There is also the matter of how many people will get vaccinated and when, said Chuck Cooper, global vice president, medical and scientific affairs, integrated diagnostic solutions and global health, Becton Dickinson & Co., or BD. 

“There’s a lot of optimism, and rightly so,” said Cooper, whose company supplies point-of-care rapid COVID-19 tests to long-term care. At the same time, vaccination levels may take some time to make a big enough difference in U.S. infection rates to support infection protocol changes at the facility level, he said. “We need to have a certain percentage of the population with some level of protective immunity that’s been vaccinated.”

What’s more, it’s uncertain how long immunity from approved vaccines will last and how new virus variants might affect that protection and virus transmission, Cooper added. “We don’t even know yet whether or not there is a seasonality to this virus … similar to what we see in other respiratory viruses,” he said.

And the thorny reality that not all individuals are willing to get vaccinated may play a part in continued spread, according to Krutika Kuppalli, M.D., assistant professor of infectious diseases at the Medical University of South Carolina.
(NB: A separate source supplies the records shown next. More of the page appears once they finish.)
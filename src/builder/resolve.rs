//! Query resolution: free-text query to the first matching catalog track.

use std::collections::HashSet;

use super::{BuildError, RetryError, RetryPolicy};
use crate::catalog::{CatalogApi, TrackMatch};
use crate::model::{CatalogTrackId, SearchQuery};

/// Outcome of resolving one query
#[derive(Debug, Clone, PartialEq, Eq)]
pub enum Resolution {
    /// First result of the first page
    Resolved(TrackMatch),
    /// The search returned nothing
    Unresolved,
    /// The search kept failing; the query was skipped
    Failed(String),
}

/// Counts produced while resolving a batch of queries
#[derive(Debug, Clone, Default, PartialEq, Eq)]
pub struct ResolveCounts {
    pub resolved: usize,
    pub unresolved: usize,
    pub failed: usize,
}

/// Search for `query` and keep only the first match.
pub async fn resolve_query<C: CatalogApi + ?Sized>(
    catalog: &C,
    policy: &RetryPolicy,
    query: &SearchQuery,
    search_limit: u32,
) -> Result<Option<TrackMatch>, RetryError> {
    let page = policy
        .run("search", || catalog.search(query.as_str(), search_limit, 0))
        .await?;
    Ok(page.items.into_iter().next())
}

/// Resolve every query in order.
///
/// Per-query failures are absorbed into [`Resolution::Failed`]; only an
/// authentication failure aborts.
pub async fn resolve_all<C: CatalogApi + ?Sized>(
    catalog: &C,
    policy: &RetryPolicy,
    queries: &[SearchQuery],
    search_limit: u32,
    counts: &mut ResolveCounts,
) -> Result<Vec<(SearchQuery, Resolution)>, BuildError> {
    let mut resolutions = Vec::with_capacity(queries.len());

    for (index, query) in queries.iter().enumerate() {
        let resolution = match resolve_query(catalog, policy, query, search_limit).await {
            Ok(Some(found)) => {
                counts.resolved += 1;
                tracing::debug!(query = %query, id = %found.id, name = %found.name, "Resolved");
                Resolution::Resolved(found)
            }
            Ok(None) => {
                counts.unresolved += 1;
                tracing::info!(query = %query, "No match found");
                Resolution::Unresolved
            }
            Err(e) if e.source.is_auth() => return Err(e.into()),
            Err(e) => {
                counts.failed += 1;
                tracing::warn!(query = %query, error = %e, "Search failed, skipping query");
                Resolution::Failed(e.to_string())
            }
        };
        resolutions.push((query.clone(), resolution));

        if (index + 1) % 25 == 0 {
            tracing::info!("Resolved {}/{} queries", index + 1, queries.len());
        }
    }

    Ok(resolutions)
}

/// Keep the first occurrence of each id, then apply the track cap
/// (0 = unlimited). Returns the ids and the number of duplicates dropped.
pub fn dedupe_and_cap(
    ids: impl IntoIterator<Item = CatalogTrackId>,
    max_tracks: usize,
) -> (Vec<CatalogTrackId>, usize) {
    let mut seen = HashSet::new();
    let mut unique = Vec::new();
    let mut duplicates = 0;

    for id in ids {
        if seen.insert(id.clone()) {
            unique.push(id);
        } else {
            duplicates += 1;
        }
    }

    if max_tracks > 0 && unique.len() > max_tracks {
        tracing::info!(
            max_tracks,
            dropped = unique.len() - max_tracks,
            "Track cap reached, dropping the remaining tracks"
        );
        unique.truncate(max_tracks);
    }

    (unique, duplicates)
}

#[cfg(test)]
mod tests {
    use super::*;
    use crate::catalog::CatalogError;
    use crate::catalog::traits::mocks::MockCatalog;
    use std::time::Duration;

    fn policy() -> RetryPolicy {
        RetryPolicy {
            attempts: 3,
            delay: Duration::ZERO,
            ..Default::default()
        }
    }

    fn query(title: &str, artist: &str) -> SearchQuery {
        SearchQuery::new(title, artist).unwrap()
    }

    fn ids(raw: &[&str]) -> Vec<CatalogTrackId> {
        raw.iter().map(|s| CatalogTrackId::new(*s)).collect()
    }

    #[tokio::test]
    async fn test_first_match_wins() {
        let catalog = MockCatalog::new().with_match("track:Foo artist:Bar", &["X1", "X2", "X3"]);
        let found = resolve_query(&catalog, &policy(), &query("Foo", "Bar"), 50)
            .await
            .unwrap();
        assert_eq!(found.unwrap().id.as_str(), "X1");
    }

    #[tokio::test]
    async fn test_empty_page_is_unresolved_not_error() {
        let catalog = MockCatalog::new();
        let found = resolve_query(&catalog, &policy(), &query("Nobody", "Knows"), 50)
            .await
            .unwrap();
        assert!(found.is_none());
        assert_eq!(catalog.searches(), vec!["track:Nobody artist:Knows"]);
    }

    #[tokio::test]
    async fn test_transient_failure_is_retried() {
        let catalog = MockCatalog::new()
            .with_match("track:Foo artist:Bar", &["X1"])
            .failing("search", CatalogError::RateLimited { retry_after: None }, 2);
        let found = resolve_query(&catalog, &policy(), &query("Foo", "Bar"), 50)
            .await
            .unwrap();
        assert_eq!(found.unwrap().id.as_str(), "X1");
        assert_eq!(catalog.searches().len(), 3);
    }

    #[tokio::test]
    async fn test_exhausted_search_is_skipped() {
        let catalog = MockCatalog::new()
            .with_match("track:B artist:B", &["B1"])
            .failing("search", CatalogError::Network("down".into()), 3);
        let queries = [query("A", "A"), query("B", "B")];
        let mut counts = ResolveCounts::default();

        let resolutions = resolve_all(&catalog, &policy(), &queries, 50, &mut counts)
            .await
            .unwrap();

        assert!(matches!(resolutions[0].1, Resolution::Failed(_)));
        assert!(matches!(resolutions[1].1, Resolution::Resolved(ref m) if m.id.as_str() == "B1"));
        assert_eq!(
            counts,
            ResolveCounts {
                resolved: 1,
                unresolved: 0,
                failed: 1
            }
        );
    }

    #[tokio::test]
    async fn test_auth_failure_aborts_resolution() {
        let catalog = MockCatalog::new().failing("search", CatalogError::Auth("expired".into()), 1);
        let queries = [query("A", "A"), query("B", "B")];
        let mut counts = ResolveCounts::default();

        let result = resolve_all(&catalog, &policy(), &queries, 50, &mut counts).await;

        assert!(matches!(result, Err(BuildError::Auth(_))));
        assert_eq!(catalog.searches().len(), 1);
    }

    #[test]
    fn test_dedupe_keeps_first_occurrence_order() {
        let (unique, duplicates) = dedupe_and_cap(ids(&["b", "a", "b", "c", "a"]), 0);
        assert_eq!(unique, ids(&["b", "a", "c"]));
        assert_eq!(duplicates, 2);
    }

    #[test]
    fn test_cap_applies_after_dedupe() {
        let (unique, duplicates) = dedupe_and_cap(ids(&["a", "a", "b", "c", "d"]), 2);
        assert_eq!(unique, ids(&["a", "b"]));
        assert_eq!(duplicates, 1);
    }
}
In addition, “no vaccine is one hundred percent effective, so there will be some individuals who still develop COVID-19 and we will need to be able to detect those cases,”  she told McKnight’s.

Federal health officials, meanwhile, are said to be discussing new mitigation guidance for people who are fully vaccinated. The Centers for Disease Control and Prevention last week relaxed its quarantine recommendations for those patients. But the agency was very clear that the new guidance shouldn’t apply to healthcare workers and residents in facility settings, except perhaps to help mitigate staff shortages when there is no other solution. 
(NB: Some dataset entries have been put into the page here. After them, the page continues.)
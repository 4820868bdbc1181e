//! CLI command definitions and dispatch.
//!
//! Each subcommand is implemented in its own submodule:
//! - `harvest`: Grow the discovery page and write the query file
//! - `build`: Resolve the query file and update the playlist
//! - `authorize`: One-time catalog authorization
//! - `settings`: Show or initialize the configuration

mod authorize;
mod build;
mod harvest;
mod settings;

use std::path::PathBuf;
use std::time::Instant;

use clap::{Args, Parser, Subcommand};
use tokio::runtime::Runtime;

use crate::catalog::{CatalogError, OAuthCredentials};
use crate::config::{CatalogConfig, Config, ConfigError};
use crate::error::Error;
use crate::model::PlaylistMode;

pub use authorize::cmd_authorize;
pub use build::cmd_build;
pub use harvest::cmd_harvest;
pub use settings::cmd_config;

/// Open Broadcast playlist builder
#[derive(Parser)]
#[command(author, version, about, long_about = None)]
pub struct Cli {
    /// Config file (default: OS config directory)
    #[arg(long, global = true, env = "OPENBROADCAST_CONFIG")]
    pub config: Option<PathBuf>,

    /// Append the run log to this file instead of the configured one
    #[arg(long, global = true)]
    pub log_file: Option<PathBuf>,

    #[command(subcommand)]
    pub command: Commands,
}

/// Available subcommands
#[derive(Subcommand)]
pub enum Commands {
    /// Scroll the discovery page and write one search query per track
    Harvest(HarvestArgs),
    /// Resolve the query file against the catalog and update the playlist
    Build(BuildArgs),
    /// Authorize playlist access and cache the refresh token
    Authorize(AuthorizeArgs),
    /// Show the effective configuration, or write a default config file
    Config {
        /// Write the default configuration to the config path
        #[arg(long)]
        init: bool,
        /// Overwrite an existing file with --init
        #[arg(long, requires = "init")]
        force: bool,
    },
}

impl Commands {
    fn name(&self) -> &'static str {
        match self {
            Self::Harvest(_) => "harvest",
            Self::Build(_) => "build",
            Self::Authorize(_) => "authorize",
            Self::Config { .. } => "config",
        }
    }
}

#[derive(Args)]
pub struct HarvestArgs {
    /// Discovery page URL
    #[arg(long, env = "OPENBROADCAST_URL")]
    pub url: Option<String>,
    /// Query file to write
    #[arg(short, long)]
    pub output: Option<PathBuf>,
    /// Stop after this many tracks (0 = unlimited)
    #[arg(long)]
    pub max_records: Option<usize>,
    /// Unchanged page heights in a row before giving up
    #[arg(long)]
    pub stall_limit: Option<u32>,
    /// Hard cap on scroll steps (0 = unlimited)
    #[arg(long)]
    pub max_iterations: Option<u32>,
    /// Show the browser window
    #[arg(long)]
    pub show_browser: bool,
    /// Also print the queries to stdout
    #[arg(long)]
    pub stdout: bool,
}

#[derive(Args)]
pub struct BuildArgs {
    /// Query file to read (default: the harvest output)
    #[arg(short, long)]
    pub input: Option<PathBuf>,
    /// Playlist name
    #[arg(short, long)]
    pub playlist: Option<String>,
    /// replace or append
    #[arg(short, long)]
    pub mode: Option<PlaylistMode>,
    /// Cap on tracks written to the playlist (0 = unlimited)
    #[arg(long)]
    pub max_tracks: Option<usize>,
    /// Resolve and report without touching the playlist
    #[arg(long)]
    pub dry_run: bool,
    #[command(flatten)]
    pub catalog: CatalogArgs,
}

#[derive(Args)]
pub struct AuthorizeArgs {
    /// Redirect URL or bare authorization code (prompted for when omitted)
    #[arg(long)]
    pub code: Option<String>,
    #[command(flatten)]
    pub catalog: CatalogArgs,
}

/// Catalog credentials from flags or environment; config fills the gaps
#[derive(Args, Default)]
pub struct CatalogArgs {
    #[arg(long, env = "SPOTIFY_CLIENT_ID")]
    pub client_id: Option<String>,
    #[arg(long, env = "SPOTIFY_CLIENT_SECRET", hide_env_values = true)]
    pub client_secret: Option<String>,
    #[arg(long, env = "SPOTIFY_REDIRECT_URI")]
    pub redirect_uri: Option<String>,
    #[arg(long, env = "SPOTIFY_REFRESH_TOKEN", hide_env_values = true)]
    pub refresh_token: Option<String>,
}

impl CatalogArgs {
    pub fn credentials(&self, config: &CatalogConfig) -> Result<OAuthCredentials, CatalogError> {
        OAuthCredentials::from_parts(
            self.client_id.clone().or_else(|| config.client_id.clone()),
            self.client_secret.clone().or_else(|| config.client_secret.clone()),
            self.redirect_uri.clone().or_else(|| config.redirect_uri.clone()),
        )
    }

    pub fn refresh_token(&self, config: &CatalogConfig) -> Option<String> {
        self.refresh_token
            .clone()
            .or_else(|| config.refresh_token.clone())
            .filter(|t| !t.trim().is_empty())
    }
}

/// Run the specified CLI command.
///
/// Every run is bracketed by start/end markers in the log. A failure is
/// logged with its kind before being returned.
pub fn run_command(
    cli: &Cli,
    loaded: Result<Config, ConfigError>,
) -> anyhow::Result<()> {
    let name = cli.command.name();
    tracing::info!("**** {name} started ****");
    let started = Instant::now();

    let result = loaded
        .map_err(Error::from)
        .and_then(|config| dispatch(cli, &config));

    if let Err(e) = &result {
        tracing::error!(kind = e.kind(), "{name} failed: {e}");
    }
    tracing::info!("Total run time: {:.2}s", started.elapsed().as_secs_f64());
    tracing::info!("**** {name} ended ****");

    result.map_err(anyhow::Error::from)
}

fn dispatch(cli: &Cli, config: &Config) -> crate::error::Result<()> {
    match &cli.command {
        Commands::Harvest(args) => cmd_harvest(config, args),
        Commands::Build(args) => {
            let rt = Runtime::new()?;
            cmd_build(&rt, config, args)
        }
        Commands::Authorize(args) => {
            let rt = Runtime::new()?;
            cmd_authorize(&rt, config, args)
        }
        Commands::Config { init, force } => cmd_config(config, cli.config.as_deref(), *init, *force),
    }
}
There are also no changes yet to the agency’s post-vaccination infection control protocol for long-term care residents, most recently updated in December. All symptomatic residents should continue to be assessed and cases handled as though the resident is infected with SARS-CoV-2 virus until they’ve been cleared — even if they’ve been vaccinated, it advises. 

No more isolation

BD’s Cooper is optimistic about the possibility of expanded community testing to further reduce asymptomatic transmission, which could add to the impact of vaccinations in reducing staff and resident infections. But the most vulnerable must be protected while these possibilities are explored, he said.
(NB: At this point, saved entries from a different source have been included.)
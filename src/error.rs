//! Application-wide error types.
//!
//! Library modules use specific error types via `thiserror`, while
//! CLI/main uses `anyhow` for convenient error propagation.
//!
//! # Design
//!
//! - [`Error`]: Top-level application error enum
//! - Module-specific errors ([`HarvestError`], [`CatalogError`], [`BuildError`])
//!   for detailed handling inside each pipeline
//! - [`Error::kind`] names the failure class for the run log

use crate::builder::BuildError;
use crate::catalog::CatalogError;
use crate::config::ConfigError;
use crate::harvest::HarvestError;
use crate::query_file::QueryFileError;

/// Application-wide result type.
pub type Result<T> = std::result::Result<T, Error>;

/// Top-level application error.
#[derive(Debug, thiserror::Error)]
pub enum Error {
    /// File I/O error
    #[error("IO error: {0}")]
    Io(#[from] std::io::Error),

    /// Page rendering or extraction setup failed
    #[error("Harvest error: {0}")]
    Harvest(#[from] HarvestError),

    /// Catalog call failed outside the builder's retry handling
    #[error("Catalog error: {0}")]
    Catalog(#[from] CatalogError),

    /// Playlist build failed
    #[error("Build error: {0}")]
    Build(#[from] BuildError),

    /// Query file could not be read or written
    #[error("Query file error: {0}")]
    QueryFile(#[from] QueryFileError),

    /// Configuration error
    #[error("Configuration error: {0}")]
    Config(String),

    /// Generic error with context
    #[error("{context}: {source}")]
    WithContext {
        context: String,
        #[source]
        source: Box<Error>,
    },
}

impl From<ConfigError> for Error {
    fn from(e: ConfigError) -> Self {
        Self::Config(e.to_string())
    }
}

impl Error {
    /// Create a config error.
    pub fn config(message: impl Into<String>) -> Self {
        Self::Config(message.into())
    }

    /// Add context to an error.
    pub fn context(self, ctx: impl Into<String>) -> Self {
        Self::WithContext {
            context: ctx.into(),
            source: Box::new(self),
        }
    }

    /// Short failure class used in log entries.
    pub fn kind(&self) -> &'static str {
        match self {
            Self::Io(_) => "io",
            Self::Harvest(HarvestError::QueryFile(_)) | Self::QueryFile(_) => "query-file",
            Self::Harvest(HarvestError::Selector { .. }) => "config",
            Self::Harvest(_) => "rendering",
            Self::Catalog(e) if e.is_auth() => "catalog-auth",
            Self::Catalog(_) => "catalog",
            Self::Build(e) => e.kind(),
            Self::Config(_) => "config",
            Self::WithContext { source, .. } => source.kind(),
        }
    }
}

/// Extension trait for adding context to Results.
pub trait ResultExt<T> {
    /// Add context to an error result.
    fn with_context(self, ctx: impl Into<String>) -> Result<T>;
}

impl<T> ResultExt<T> for Result<T> {
    fn with_context(self, ctx: impl Into<String>) -> Result<T> {
        self.map_err(|e| e.context(ctx))
    }
}

impl<T> ResultExt<T> for std::result::Result<T, std::io::Error> {
    fn with_context(self, ctx: impl Into<String>) -> Result<T> {
        self.map_err(|e| Error::Io(e).context(ctx))
    }
}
“What we have learned is that respiratory viruses like influenza and SARS are survivors,” test maker Quidel Corporation added in response to a query. “They mutate regularly and eventually variants will emerge that are not neutralized by the antibodies generated from existing vaccines. …So, at least for the next few years, as we globally immunize or we develop new vaccines for the [COVID-19] variants, our other lines of defense — masking and social distancing and frequent testing — are still going to be required.”

But geriatrician Unroe is adamant that isolating residents is one measure that can’t continue as currently practiced. She foresees long-term care adapting to its new infection control realities in a way that makes more sense for residents.

“Re-opening to visitation, re-connecting families with nursing home residents, is critical,” she told McKnight’s. “I am confident we are capable of doing so safely; keeping people apart continues to impact [their] health and well-being.”